Work instruction: Which lines of the data below contain "error"? Please show them all.

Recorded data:

* * *

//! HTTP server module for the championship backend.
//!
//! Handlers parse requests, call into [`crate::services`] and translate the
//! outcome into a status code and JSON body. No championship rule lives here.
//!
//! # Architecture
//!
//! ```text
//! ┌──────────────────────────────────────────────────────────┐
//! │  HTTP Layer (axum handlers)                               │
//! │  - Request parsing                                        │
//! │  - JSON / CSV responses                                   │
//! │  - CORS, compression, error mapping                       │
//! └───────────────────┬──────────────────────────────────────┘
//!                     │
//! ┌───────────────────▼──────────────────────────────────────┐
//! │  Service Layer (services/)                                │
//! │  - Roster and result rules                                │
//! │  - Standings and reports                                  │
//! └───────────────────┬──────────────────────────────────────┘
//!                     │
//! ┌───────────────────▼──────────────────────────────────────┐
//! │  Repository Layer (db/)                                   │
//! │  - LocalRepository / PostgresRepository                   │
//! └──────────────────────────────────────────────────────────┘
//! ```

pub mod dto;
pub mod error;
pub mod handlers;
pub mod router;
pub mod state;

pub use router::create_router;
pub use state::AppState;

* * *

Answer box:
//! │  - CORS, compression, error mapping                       │
pub mod error;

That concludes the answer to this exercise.